## Import Libraries

In [None]:
import numpy as np
import pandas as pd
import matplotlib.pyplot as plt
import matplotlib.dates as mdates
from sklearn.model_selection import train_test_split, RandomizedSearchCV
from sklearn.metrics import accuracy_score, classification_report, recall_score, precision_score
from sklearn.metrics import confusion_matrix, ConfusionMatrixDisplay

In [None]:
from sklearn.linear_model import LogisticRegression
from sklearn.ensemble import RandomForestClassifier
from xgboost import XGBClassifier
from bayes_opt import BayesianOptimization
from sklearn.decomposition import PCA
from sklearn.preprocessing import StandardScaler
# import cupy as cp

## Data

In [None]:
data = pd.read_csv('/kaggle/input/btcusd-ta/BTCUSD_TA.csv')
data.set_index('Datetime', inplace=True)
data['Return'] = data['Close'].shift(-1) / data['Close'] - 1
data['Label'] = data['Return'].apply(lambda x: 0 if x <= 0 else 1)
data = data.loc['2014-01-01':'2024-01-01']

In [None]:
X, y = data.drop(columns=['Return', 'Label']), data['Label']
scaler = StandardScaler()
X_scaled = scaler.fit_transform(X)
pca = PCA(n_components=50)
X_pca = pca.fit_transform(X_scaled)

In [None]:
X_train, X_test, y_train, y_test = train_test_split(X_pca, y, test_size=0.3)

## Classification

In [None]:
model = XGBClassifier(max_depth = 11)
model.fit(X_train, y_train)
y_pred = model.predict(X_test)

# Compute confusion matrix
cm = confusion_matrix(y_test, y_pred)

# Create ConfusionMatrixDisplay
disp = ConfusionMatrixDisplay(confusion_matrix=cm)

# Plot confusion matrix
disp.plot(cmap='Blues', values_format='d')
plt.title('Confusion Matrix')
plt.show()

In [None]:
y_true = data.loc['2020-12-31':'2023-12-31', 'Close']

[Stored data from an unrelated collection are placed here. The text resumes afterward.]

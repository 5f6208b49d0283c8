//! Delegated proof of reputation.
//!
//! Only the top reputation slice of answers is eligible to carry weight;
//! everyone else is truncated to zero regardless of confidence or stake.
//! Weights are absolute, not normalized: only ordering and ratios matter
//! downstream.

use swarmoracle_storage::Snapshot;

use crate::types::WeightVectors;

/// Fraction of answers (rounded up) that stays eligible.
const ELIGIBLE_FRACTION: f64 = 0.3;

const REPUTATION_TERM: f64 = 0.6;
const STAKE_TERM: f64 = 0.3;
const CONFIDENCE_TERM: f64 = 0.1;

/// Run delegated voting over all answers.
///
/// Eligibility: top `⌈0.3·n⌉` answers sorted by the author's reputation
/// weight descending, ties broken by earliest submission (the snapshot's
/// canonical order). Eligible answers score
/// `0.6·W_rep + 0.3·W_stk + 0.1·confidence`; the rest get zero.
pub fn dpor_weights(snapshot: &Snapshot, weights: &WeightVectors) -> Vec<f64> {
    let n = snapshot.answers.len();
    if n == 0 {
        return vec![];
    }

    let reputation_of = |idx: usize| -> f64 {
        weights
            .reputation
            .get(&snapshot.answers[idx].agent.id)
            .copied()
            .unwrap_or(0.0)
    };

    // Stable sort keeps the canonical submission order for reputation ties.
    let mut order: Vec<usize> = (0..n).collect();
    order.sort_by(|a, b| {
        reputation_of(*b)
            .partial_cmp(&reputation_of(*a))
            .unwrap_or(std::cmp::Ordering::Equal)
    });

    let eligible_count = ((ELIGIBLE_FRACTION * n as f64).ceil() as usize).min(n);

    let mut result = vec![0.0; n];
    for &idx in order.iter().take(eligible_count) {
        let confidence = snapshot.answers[idx].answer.confidence;
        result[idx] = REPUTATION_TERM * reputation_of(idx)
            + STAKE_TERM * weights.stake[idx]
            + CONFIDENCE_TERM * confidence;
    }
    result
}

#[cfg(test)]
mod tests {
    use super::*;
    use crate::testutil::SnapshotBuilder;
    use crate::types::{SimilarityMatrix, SimilarityOutcome};
    use crate::weights::{reputation_weights, stake_weights};

    fn vectors_for(snapshot: &Snapshot) -> WeightVectors {
        let n = snapshot.answers.len();
        WeightVectors {
            similarity: SimilarityOutcome::Embedded(SimilarityMatrix::from_fn(n, |_, _| 0.5)),
            reputation: reputation_weights(snapshot),
            stake: stake_weights(snapshot),
            debate: vec![1.0; n],
        }
    }

    #[test]
    fn only_the_top_slice_is_eligible() {
        // Reputations 100, 90, ..., 10: ⌈0.3·10⌉ = 3 eligible.
        let mut builder = SnapshotBuilder::new();
        for i in 0..10u32 {
            builder.push_answer(100.0 - (i as f64) * 10.0, 0.0, 0, 0.99);
        }
        let snapshot = builder.build();
        let vectors = vectors_for(&snapshot);

        let result = dpor_weights(&snapshot, &vectors);
        for i in 0..3 {
            assert!(result[i] > 0.0, "top answer {i} should carry weight");
        }
        for i in 3..10 {
            assert_eq!(result[i], 0.0, "answer {i} should be truncated");
        }
    }

    #[test]
    fn eligible_weight_blends_reputation_stake_confidence() {
        let mut builder = SnapshotBuilder::new();
        let a = builder.push_answer(100.0, 0.0, 0, 0.8);
        builder.push_answer(1.0, 0.0, 0, 0.2);
        builder.push_answer(1.0, 0.0, 0, 0.2);
        builder.stake(a, 40.0, swarmoracle_storage::StakeStatus::Active);
        let snapshot = builder.build();
        let vectors = vectors_for(&snapshot);

        let result = dpor_weights(&snapshot, &vectors);
        let expected = 0.6 * vectors.reputation[&snapshot.answers[0].agent.id]
            + 0.3 * 1.0
            + 0.1 * 0.8;
        assert!((result[0] - expected).abs() < 1e-9);
    }

    #[test]
    fn reputation_ties_break_by_submission_order() {
        let mut builder = SnapshotBuilder::new();
        for _ in 0..4 {
            builder.push_answer(50.0, 0.0, 0, 0.5);
        }
        let snapshot = builder.build();
        let vectors = vectors_for(&snapshot);

        // ⌈0.3·4⌉ = 2: the two earliest submissions win the tie.
        let result = dpor_weights(&snapshot, &vectors);
        assert!(result[0] > 0.0);
        assert!(result[1] > 0.0);
        assert_eq!(result[2], 0.0);
        assert_eq!(result[3], 0.0);
    }
}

position1 = np.where(y_pred == 0, -1, y_pred)
curr = position1[0]
position2 = [curr]
for i in range(1, len(position1)):
    if curr == 0 or curr == position1[i]:
        curr = position1[i]
    else:
        curr = 0
    position2.append(curr)

In [None]:
val = 1
portf = [1]
for i in range(1, len(y_true)):
    val = val * (1 + position2[i-1] * (y_true[i] - y_true[i-1]) / y_true[i-1])
    portf.append(val)

In [None]:
buy_and_hold = y_true / y_true[0]
dates = pd.date_range(start='2021-01-01', end='2024-01-01', freq='D')

# Create a new figure
plt.figure(figsize=(10, 6))

# Plot the data
plt.plot(dates, buy_and_hold, color='red', label='Buy and Hold')
plt.plot(dates, portf, color='black', label='XG Boost')

# Set major formatter and locator for the x-axis
plt.gca().xaxis.set_major_formatter(mdates.DateFormatter('%m/%Y'))
plt.gca().xaxis.set_major_locator(mdates.MonthLocator(interval=3))

# Add a legend
plt.legend()

# Automatically format x-axis labels for better readability
plt.gcf().autofmt_xdate()

# Show the plot
plt.show()